Money laundering is the term used to describe the act of disguising illegal money to make it seem like it came from a different – and legitimate – source. Criminals make the proceeds of crime appear to be legally obtained in order to get away with their crime and avoid raising suspicion. Without money laundering, criminals cannot bank large sums of money without the authorities tracing it back to the crime. Since buying expensive items in cash would also raise suspicion, it’s important for money to be laundered in order to be banked.

‘Proceeds of crime’ refers to any asset that is gained from criminal activity. An example of this could be a car bought with stolen money, this makes the car criminal property, and therefore a proceed of crime.

The term “laundering” comes from the fact that criminals attempt to ‘clean’ (or legitimise) money gained from crime, making it hard for authorities to trace its origin.

How Money Laundering Works

Money laundering begins with a crime which generates profit. This could be credit card skimming, modern slavery, manufacturing/selling drugs, and so on. Let’s take a closer look at an example of cyber-crime, a fake website selling goods that don’t exist (usually high end goods for unbelievably low prices to lure customers in):

Money laundering in this example will attempt to confuse authorities by creating lots of fake paths and dead ends as to where payments have come from, and also where they were processed and what for. Goods may be bought legitimately (from unwitting real customers who will never receive their goods), or they may be purchased using stolen credit cards and fake identities.

Often, money laundering is all about speed and criminals making a quick buck. In the example of our online store, then, the website may only exist for a few days until it’s taken down and erased. Any money collected is then moved through different accounts before reaching its final destination. Again, this makes the money’s origin hard to trace since the receiver will appear to have no link to the crime whatsoever. They could even be in different countries.

Sometimes criminals will buy and sell assets in order to launder money. Using stolen bank accounts/identities to originally deposit money and purchase items, but then selling the property so that money returns to them from a legitimate buyer.

This example highlights how quickly criminals can work in order to reduce the chances that they will ever be caught because of how the money can be laundered into the system without anyone noticing, reducing the chance it will ever be retrieved again.

Remember: as well as hiding its origin, money laundering can also take place in order to disguise the destination of money. Examples of this include money spent organising terrorist activity or arranging up human trafficking.

Three Stages of Money Laundering

  1. Placement: This is the movement of the money from its original source.

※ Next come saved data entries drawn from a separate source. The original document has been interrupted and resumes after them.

mod common;

use common::{fixture_root, snapshot, template_dir};
use provider_gen::error::CodegenError;
use provider_gen::provision::ServiceArg;
use provider_gen::{Generation, GenerationRequest};
use std::fs;
use std::path::PathBuf;

fn ecr_request(provider_dir: &std::path::Path) -> GenerationRequest {
    GenerationRequest::new(
        ServiceArg::parse("ecr/2015-09-21").unwrap(),
        "v1alpha1",
        provider_dir,
        fixture_root(),
        template_dir(),
    )
}

#[test]
fn test_generate_ecr_layout() {
    let out = tempfile::tempdir().unwrap();
    let report = Generation::new(ecr_request(out.path())).generate().unwrap();

    let files: Vec<PathBuf> = snapshot(out.path()).into_keys().collect();
    let expected: Vec<PathBuf> = [
        "apis/ecr/v1alpha1/doc.go",
        "apis/ecr/v1alpha1/enums.go",
        "apis/ecr/v1alpha1/groupversion_info.go",
        "apis/ecr/v1alpha1/repository.go",
        "apis/ecr/v1alpha1/types.go",
        "pkg/controller/ecr/repository.go",
        "pkg/controller/ecr/repository_conversions.go",
    ]
    .iter()
    .map(PathBuf::from)
    .collect();
    assert_eq!(files, expected);
    assert_eq!(report.api_files.len(), 5);
    assert_eq!(report.controller_files.len(), 2);
    assert_eq!(report.total(), 7);
}

#[test]
fn test_generated_contents() {
    let out = tempfile::tempdir().unwrap();
    Generation::new(ecr_request(out.path())).generate().unwrap();
    let api = out.path().join("apis/ecr/v1alpha1");

    let crd = fs::read_to_string(api.join("repository.go")).unwrap();
    assert!(crd.starts_with("// Code generated by provider-gen. DO NOT EDIT."));
    assert!(crd.contains("package v1alpha1"));
    assert!(crd.contains("type RepositoryParameters struct"));
    assert!(crd.contains("RepositoryName *string `json:\"repositoryName\"`"));
    assert!(crd.contains("Tags []*Tag `json:\"tags,omitempty\"`"));
    assert!(crd.contains("RepositoryUri *string"));
    assert!(crd.contains("CreatedAt *metav1.Time"));
    assert!(crd.contains("// The name to use for the repository."));

    let doc = fs::read_to_string(api.join("doc.go")).unwrap();
    assert!(doc.contains("// Generated from the Amazon EC2 Container Registry service model (2015-09-21)."));
    assert!(doc.contains("// +groupName=ecr.aws.crossplane.io"));

    let gv = fs::read_to_string(api.join("groupversion_info.go")).unwrap();
    assert!(gv.contains("CRDGroup   = \"ecr.aws.crossplane.io\""));
    assert!(gv.contains("CRDVersion = \"v1alpha1\""));

    let types = fs::read_to_string(api.join("types.go")).unwrap();
    for name in ["EncryptionConfiguration", "ImageScanningConfiguration", "Tag"] {
        assert!(types.contains(&format!("type {name} struct")), "missing {name}");
    }
    assert!(!types.contains("type Repository struct"));

    let enums = fs::read_to_string(api.join("enums.go")).unwrap();
    assert!(enums.contains("type ImageTagMutability string"));
    assert!(enums.contains("= \"IMMUTABLE\""));
    assert!(enums.contains("type EncryptionType string"));

    let controller = out.path().join("pkg/controller/ecr");
    let manager = fs::read_to_string(controller.join("repository.go")).unwrap();
    assert!(manager.contains("package ecr"));
    assert!(manager.contains("func SetupRepository("));
    assert!(manager.contains("svcsdkapi.ECRAPI"));
    let sdk = fs::read_to_string(controller.join("repository_conversions.go")).unwrap();
    assert!(sdk.contains("func GenerateCreateRepositoryInput("));
    assert!(sdk.contains("res.SetRepositoryName(*cr.Spec.ForProvider.RepositoryName)"));
}

#[test]
fn test_regeneration_is_byte_identical() {
    let out = tempfile::tempdir().unwrap();
    Generation::new(ecr_request(out.path())).generate().unwrap();
    let first = snapshot(out.path());

    // Stale content is overwritten, not appended to.
    fs::write(out.path().join("apis/ecr/v1alpha1/types.go"), "stale").unwrap();
    Generation::new(ecr_request(out.path())).generate().unwrap();
    assert_eq!(snapshot(out.path()), first);
}

#[test]
fn test_unrelated_files_are_kept() {
    let out = tempfile::tempdir().unwrap();
    let api = out.path().join("apis/ecr/v1alpha1");
    fs::create_dir_all(&api).unwrap();
    fs::write(api.join("custom.go"), "package v1alpha1\n").unwrap();

    Generation::new(ecr_request(out.path())).generate().unwrap();
    assert_eq!(fs::read_to_string(api.join("custom.go")).unwrap(), "package v1alpha1\n");
}

#[test]
fn test_service_without_resources() {
    let out = tempfile::tempdir().unwrap();
    let request = GenerationRequest::new(
        ServiceArg::parse("demo/2020-01-01").unwrap(),
        "v1alpha1",
        out.path(),
        fixture_root(),
        template_dir(),
    );
    let report = Generation::new(request).generate().unwrap();

    assert!(report.controller_files.is_empty());
    let files: Vec<PathBuf> = snapshot(out.path()).into_keys().collect();
    assert_eq!(
        files,
        vec![
            PathBuf::from("apis/demo/v1alpha1/doc.go"),
            PathBuf::from("apis/demo/v1alpha1/groupversion_info.go"),
        ]
    );
    assert!(out.path().join("pkg/controller/demo").is_dir());
}

#[test]
fn test_generator_config_applies() {
    let out = tempfile::tempdir().unwrap();
    let config = out.path().join("generator.yaml");
    fs::write(
        &config,
        "resources:\n  Repository:\n    kind: Registry\napi_group_suffix: example.org\n",
    )
    .unwrap();

    let request = ecr_request(&out.path().join("provider")).with_generator_config_path(&config);
    Generation::new(request).generate().unwrap();

    let api = out.path().join("provider/apis/ecr/v1alpha1");
    assert!(api.join("registry.go").is_file());
    assert!(!api.join("repository.go").exists());
    let gv = fs::read_to_string(api.join("groupversion_info.go")).unwrap();
    assert!(gv.contains("\"ecr.example.org\""));
    // Controller files keep the original resource name.
    assert!(out.path().join("provider/pkg/controller/ecr/repository.go").is_file());
}

#[test]
fn test_ignored_resources_produce_no_crd() {
    let out = tempfile::tempdir().unwrap();
    let config = out.path().join("generator.yaml");
    fs::write(&config, "ignore:\n  resource_names: [Repository]\n").unwrap();

    let request = ecr_request(&out.path().join("provider")).with_generator_config_path(&config);
    let report = Generation::new(request).generate().unwrap();

    assert!(report.controller_files.is_empty());
    assert!(!out.path().join("provider/apis/ecr/v1alpha1/repository.go").exists());
    assert!(!out.path().join("provider/apis/ecr/v1alpha1/types.go").exists());
}

#[test]
fn test_missing_model_is_resolution_error() {
    let out = tempfile::tempdir().unwrap();
    let request = GenerationRequest::new(
        ServiceArg::parse("nosuch/2020-01-01").unwrap(),
        "v1alpha1",
        out.path(),
        fixture_root(),
        template_dir(),
    );
    let err = Generation::new(request).generate().unwrap_err();
    assert!(matches!(err, CodegenError::SchemaResolution { .. }), "{err:?}");
    assert!(snapshot(out.path()).is_empty());
}

#[test]
fn test_unwritable_output_dir_is_output_prep_error() {
    let out = tempfile::tempdir().unwrap();
    fs::write(out.path().join("pkg"), "a file, not a directory").unwrap();

    let err = Generation::new(ecr_request(out.path())).generate().unwrap_err();
    assert!(matches!(err, CodegenError::OutputPrep { .. }), "{err:?}");
    assert_eq!(err.failed_step(), None);
    // The API directory was prepared but no chain wrote into it.
    assert!(snapshot(&out.path().join("apis")).is_empty());
    assert_eq!(fs::read_to_string(out.path().join("pkg")).unwrap(), "a file, not a directory");
}

#[test]
fn test_path_like_kind_override_writes_nothing() {
    let out = tempfile::tempdir().unwrap();
    let target = out.path().join("outside");
    let config = out.path().join("generator.yaml");
    fs::write(
        &config,
        format!("resources:\n  Repository:\n    kind: \"{}\"\n", target.display()),
    )
    .unwrap();

    let request = ecr_request(&out.path().join("provider")).with_generator_config_path(&config);
    let err = Generation::new(request).generate().unwrap_err();
    assert!(matches!(err, CodegenError::HandleConstruction { .. }), "{err:?}");
    assert!(!out.path().join("outside.go").exists());
    assert!(!out.path().join("provider").exists());
}

#[test]
fn test_invalid_api_version_is_handle_error() {
    for version in ["", "../escape", "v1/alpha"] {
        let out = tempfile::tempdir().unwrap();
        let request = GenerationRequest::new(
            ServiceArg::parse("ecr/2015-09-21").unwrap(),
            version,
            out.path().join("provider"),
            fixture_root(),
            template_dir(),
        );
        let err = Generation::new(request).generate().unwrap_err();
        assert!(matches!(err, CodegenError::HandleConstruction { .. }), "{version:?}: {err:?}");
        assert!(!out.path().join("provider").exists());
    }
}

#[test]
fn test_missing_templates_create_no_output() {
    let out = tempfile::tempdir().unwrap();
    let templates = tempfile::tempdir().unwrap();
    let request = GenerationRequest::new(
        ServiceArg::parse("ecr/2015-09-21").unwrap(),
        "v1alpha1",
        out.path().join("provider"),
        fixture_root(),
        templates.path(),
    );
    let err = Generation::new(request).generate().unwrap_err();
    assert!(matches!(err, CodegenError::HandleConstruction { .. }), "{err:?}");
    assert!(!out.path().join("provider").exists());
}

#[test]
fn test_broken_template_fails_named_step() {
    let out = tempfile::tempdir().unwrap();
    let templates = tempfile::tempdir().unwrap();
    for name in provider_gen::generator::REQUIRED_TEMPLATES {
        let src = template_dir().join(name);
        let dst = templates.path().join(name);
        fs::create_dir_all(dst.parent().unwrap()).unwrap();
        fs::copy(&src, &dst).unwrap();
    }
    // Compiles, but fails at render time on an unknown variable.
    fs::write(templates.path().join("apis/types.go.tpl"), "{{ no_such_value }}\n").unwrap();

    let request = GenerationRequest::new(
        ServiceArg::parse("ecr/2015-09-21").unwrap(),
        "v1alpha1",
        out.path(),
        fixture_root(),
        templates.path(),
    );
    let err = Generation::new(request).generate().unwrap_err();
    assert!(matches!(err, CodegenError::ApiGeneration { .. }), "{err:?}");
    assert_eq!(err.failed_step(), Some("types-file"));
    // Steps before the failure already wrote their files; the controller chain never ran.
    assert!(out.path().join("apis/ecr/v1alpha1/repository.go").is_file());
    assert!(snapshot(&out.path().join("pkg/controller/ecr")).is_empty());
}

Once it is taken from the source, it is moved into circulation through different regulated sectors such as financial institutions or casinos.
  2. Layering: This stage is when criminals are trying to make it more difficult for anyone to track the money back to the original source; techniques include moving the proceeds of crime through different accounts, institutions, and even overseas, all in the attempt of reducing the chances of the authorities ever suspecting them.
  3. Integration: The final stage is when laundered money is moved into the economy through banking systems, completing the journey that the money goes on because now it appears to be regular income. The laundered money now appears completely ‘clean’.

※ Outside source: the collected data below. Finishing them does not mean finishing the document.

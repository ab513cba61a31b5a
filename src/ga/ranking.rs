//! Stochastic ranking of the population.
//!
//! Two interchangeable strategies order the population before breeding:
//!
//! - [`Ranking::Classic`]: stochastic bubble ranking (Runarsson & Yao,
//!   2000). Adjacent pairs are compared on penalty with probability `p`
//!   and fall back to fitness on equal penalty. `p` decays linearly over
//!   the run, shifting pressure from feasibility to objective.
//! - [`Ranking::Lagrangian`]: sorts by the relaxed score
//!   `fitness - λ·penalty` and adapts `λ` from the observed share of
//!   individuals that leave some clause unsatisfied.
//!
//! # References
//!
//! - Runarsson & Yao (2000), "Stochastic Ranking for Constrained
//!   Evolutionary Optimization"
//! - Fisher (1981), "The Lagrangian Relaxation Method for Solving Integer
//!   Programming Problems"

use super::types::{Individual, Population};
use crate::clause::FitnessOracle;
use crate::error::{MaxSatError, Result};
use rand::Rng;

/// Ranking strategy, selected by configuration.
///
/// # Examples
///
/// ```
/// use u_maxsat::ga::Ranking;
///
/// let classic = Ranking::classic();
/// assert_eq!(classic, Ranking::Classic { p_init: 0.65, p_final: 0.35 });
///
/// let lagrangian = Ranking::lagrangian();
/// assert_eq!(lagrangian, Ranking::Lagrangian { alpha: 0.05, beta: 0.2 });
/// ```
#[derive(Debug, Clone, Copy, PartialEq)]
#[cfg_attr(feature = "serde", derive(serde::Serialize, serde::Deserialize))]
pub enum Ranking {
    /// Stochastic bubble ranking with a linearly decaying comparison probability.
    Classic {
        /// Penalty-comparison probability at generation 0.
        p_init: f64,
        /// Penalty-comparison probability at the generation cap.
        p_final: f64,
    },

    /// Lagrangian-relaxation ranking with an adaptive multiplier.
    Lagrangian {
        /// Adaptation rate of the multiplier.
        alpha: f64,
        /// Target share of individuals with unsatisfied clauses.
        beta: f64,
    },
}

impl Default for Ranking {
    fn default() -> Self {
        Self::classic()
    }
}

/// Output of one ranking pass.
#[derive(Debug, Clone)]
pub struct RankOutcome {
    /// The population reordered best-first.
    pub ranked: Population,

    /// The adapted multiplier, for [`Ranking::Lagrangian`] only.
    pub multiplier: Option<LagrangeMultiplier>,
}

impl Ranking {
    /// Classic ranking with `p_init = 0.65`, `p_final = 0.35`.
    pub fn classic() -> Self {
        Ranking::Classic {
            p_init: 0.65,
            p_final: 0.35,
        }
    }

    /// Lagrangian ranking with `alpha = 0.05`, `beta = 0.2`.
    pub fn lagrangian() -> Self {
        Ranking::Lagrangian {
            alpha: 0.05,
            beta: 0.2,
        }
    }

    /// Ranks `population` for the given generation.
    ///
    /// `multiplier` is only read by the Lagrangian strategy; the caller
    /// must store the returned value and pass it to the next generation.
    ///
    /// # Errors
    /// [`MaxSatError::EmptyPopulation`] for an empty population and any
    /// evaluation error from the oracle.
    pub fn rank<R: Rng>(
        &self,
        oracle: &FitnessOracle,
        population: &[Individual],
        generation: usize,
        max_generations: usize,
        multiplier: LagrangeMultiplier,
        rng: &mut R,
    ) -> Result<RankOutcome> {
        match *self {
            Ranking::Classic { p_init, p_final } => {
                let p = classic_probability(generation, max_generations, p_init, p_final);
                let ranked = stochastic_ranking_classic(oracle, population, p, rng)?;
                Ok(RankOutcome {
                    ranked,
                    multiplier: None,
                })
            }
            Ranking::Lagrangian { alpha, beta } => {
                let (ranked, updated) =
                    stochastic_ranking_lagrangian(oracle, population, multiplier, alpha, beta)?;
                Ok(RankOutcome {
                    ranked,
                    multiplier: Some(updated),
                })
            }
        }
    }

    pub(crate) fn validate(&self) -> Result<()> {
        match *self {
            Ranking::Classic { p_init, p_final } => {
                for (name, p) in [("p_init", p_init), ("p_final", p_final)] {
                    if !(0.0..=1.0).contains(&p) {
                        return Err(MaxSatError::InvalidConfig(format!(
                            "{name} must lie in [0, 1], got {p}"
                        )));
                    }
                }
            }
            Ranking::Lagrangian { alpha, beta } => {
                if !alpha.is_finite() || alpha < 0.0 {
                    return Err(MaxSatError::InvalidConfig(format!(
                        "alpha must be finite and non-negative, got {alpha}"
                    )));
                }
                if !(0.0..=1.0).contains(&beta) {
                    return Err(MaxSatError::InvalidConfig(format!(
                        "beta must lie in [0, 1], got {beta}"
                    )));
                }
            }
        }
        Ok(())
    }
}

/// Penalty-comparison probability for `generation`:
/// `p_init - (p_init - p_final) * generation / max_generations`.
///
/// A zero generation cap is treated as generation 0.
pub fn classic_probability(
    generation: usize,
    max_generations: usize,
    p_init: f64,
    p_final: f64,
) -> f64 {
    if max_generations == 0 {
        return p_init;
    }
    let progress = generation as f64 / max_generations as f64;
    p_init - (p_init - p_final) * progress
}

struct Scored {
    individual: Individual,
    fitness: usize,
    penalty: usize,
}

fn score_population(oracle: &FitnessOracle, population: &[Individual]) -> Result<Vec<Scored>> {
    if population.is_empty() {
        return Err(MaxSatError::EmptyPopulation);
    }
    let scores = oracle.score_batch(population)?;
    Ok(population
        .iter()
        .zip(scores)
        .map(|(individual, (fitness, penalty))| Scored {
            individual: individual.clone(),
            fitness,
            penalty,
        })
        .collect())
}

/// Classic stochastic ranking with penalty-comparison probability `p`.
///
/// Performs `n` bubble passes over adjacent pairs. A pair is swapped when
/// the left individual has the larger penalty and a fresh draw falls
/// below `p`, or when penalties tie and the left has strictly lower
/// fitness. With `p = 1` this is a deterministic penalty-then-fitness sort.
///
/// Scores are computed once per individual, not per comparison.
///
/// # Complexity
/// O(n²) comparisons, O(n · m) evaluation for `m` clauses
pub fn stochastic_ranking_classic<R: Rng>(
    oracle: &FitnessOracle,
    population: &[Individual],
    p: f64,
    rng: &mut R,
) -> Result<Population> {
    let mut ranked = score_population(oracle, population)?;
    let n = ranked.len();

    for _ in 0..n {
        for i in 0..n - 1 {
            let (left, right) = (&ranked[i], &ranked[i + 1]);
            let swap = (left.penalty > right.penalty && rng.random::<f64>() < p)
                || (left.penalty == right.penalty && left.fitness < right.fitness);
            if swap {
                ranked.swap(i, i + 1);
            }
        }
    }

    Ok(ranked.into_iter().map(|s| s.individual).collect())
}

/// Lagrangian-relaxation ranking.
///
/// Sorts by `fitness - λ·penalty` descending (stable, so ties keep their
/// input order) and returns the multiplier adapted as
/// `λ · (1 + alpha · (violation_ratio - beta))`, floored at
/// [`LagrangeMultiplier::FLOOR`].
pub fn stochastic_ranking_lagrangian(
    oracle: &FitnessOracle,
    population: &[Individual],
    multiplier: LagrangeMultiplier,
    alpha: f64,
    beta: f64,
) -> Result<(Population, LagrangeMultiplier)> {
    let scored = score_population(oracle, population)?;
    let lambda = multiplier.value();
    let violated = scored.iter().filter(|s| s.penalty > 0).count();

    let mut relaxed: Vec<(f64, Individual)> = scored
        .into_iter()
        .map(|s| (s.fitness as f64 - lambda * s.penalty as f64, s.individual))
        .collect();
    relaxed.sort_by(|a, b| b.0.total_cmp(&a.0));

    let violation_ratio = violated as f64 / population.len() as f64;
    let mut updated = multiplier;
    updated.update(violation_ratio, alpha, beta);

    Ok((relaxed.into_iter().map(|(_, ind)| ind).collect(), updated))
}

/// The Lagrangian multiplier `λ`, kept strictly positive.
///
/// This is the only state carried from one generation to the next besides
/// the population itself.
#[derive(Debug, Clone, Copy, PartialEq)]
#[cfg_attr(feature = "serde", derive(serde::Serialize, serde::Deserialize))]
pub struct LagrangeMultiplier(f64);

impl LagrangeMultiplier {
    /// Lower bound applied after every update.
    pub const FLOOR: f64 = 1e-5;

    /// Creates a multiplier, raising `value` to [`Self::FLOOR`] if needed.
    pub fn new(value: f64) -> Self {
        Self(value.max(Self::FLOOR))
    }

    #[inline]
    pub fn value(self) -> f64 {
        self.0
    }

    /// Applies one adaptation step and returns the new value.
    ///
    /// The multiplier grows when more than `beta` of the population
    /// violates some clause and shrinks otherwise. A non-finite result
    /// collapses to the floor.
    pub fn update(&mut self, violation_ratio: f64, alpha: f64, beta: f64) -> f64 {
        let next = self.0 * (1.0 + alpha * (violation_ratio - beta));
        self.0 = if next.is_finite() {
            next.max(Self::FLOOR)
        } else {
            Self::FLOOR
        };
        self.0
    }
}

impl Default for LagrangeMultiplier {
    fn default() -> Self {
        Self(1.0)
    }
}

The Evolution of Money Laundering

The reality is that money laundering occurs in incredibly high volumes each year. The nature of the services and products offered by the financial services industry (namely managing, controlling and possessing money and property belonging to others) means that it is vulnerable to abuse by money launderers looking to ‘clean up’ criminal profits.

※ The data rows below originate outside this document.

//! Binary genetic algorithm for MAX-SAT.
//!
//! Individuals are bit strings, one bit per variable. Each generation
//! ranks the population with stochastic ranking, breeds consecutive
//! pairs with one-point crossover and bit-flip mutation, and keeps the
//! best parents through elitist survivor selection, until a generation
//! cap or a wall-clock budget is reached.
//!
//! # Key Types
//!
//! - [`BgaConfig`]: Algorithm parameters (sizes, rates, budget, policies)
//! - [`Ranking`]: Classic or Lagrangian stochastic ranking
//! - [`BgaSession`]: One run's mutable state, stepped a generation at a time
//! - [`BgaRunner`]: Drives a session to completion
//! - [`BgaResult`]: Best-ever and final-population champions with statistics
//!
//! # Submodules
//!
//! - [`operators`]: One-point crossover and bit-flip mutation
//!
//! # References
//!
//! - Goldberg (1989), *Genetic Algorithms in Search, Optimization, and Machine Learning*
//! - Runarsson & Yao (2000), "Stochastic Ranking for Constrained Evolutionary Optimization"

mod config;
mod init;
pub mod operators;
mod ranking;
mod runner;
mod survivor;
mod types;

pub use config::{BgaConfig, OddParentPolicy, ShortfallPolicy};
pub use init::{heuristic_individual, initialize_population};
pub use ranking::{
    classic_probability, stochastic_ranking_classic, stochastic_ranking_lagrangian,
    LagrangeMultiplier, RankOutcome, Ranking,
};
pub use runner::{BgaResult, BgaRunner, BgaSession, RunState, Termination};
pub use survivor::select_survivors;
pub use types::{Individual, Population};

Criminal proceeds amount to 3.6% of global economy, and a whopping 2.7% of this is from laundering, coming to roughly £1.2 trillion! However, due to the surreptitious nature of the transactions, the exact amounts are unavailable, so the amount of money that is laundered every year can only ever be an estimate. However, the level we can estimate already shows that the frequency of the crime is high all over the world.

As soon as taxation started, money laundering became a loop hole that people took advantage of to make some extra money. Chinese merchants used to hide their wealth to avoid taxation and moving the money around to avoid being found out. In this case, the crime is tax avoidance, and the laundering comes into it by moving around the money in order to avoid it being detected by the authorities.

Over time, offshore banking and tax evasion has developed in its sophistication, but all with the intention of keeping money out of the eyes and hands of the authorities. The scale, velocity, and ease at which criminals can carry out money laundering means that the problem isn’t going away any time soon.

The rise of global financial markets now makes money laundering easier than ever because there are countries with bank-secrecy laws that are connected to countries that have bank-reporting laws. This means that you can anonymously deposit money made from crime into one country and then have it transferred to anywhere else for personal use. Transfers from these countries would be considered high risk for money laundering.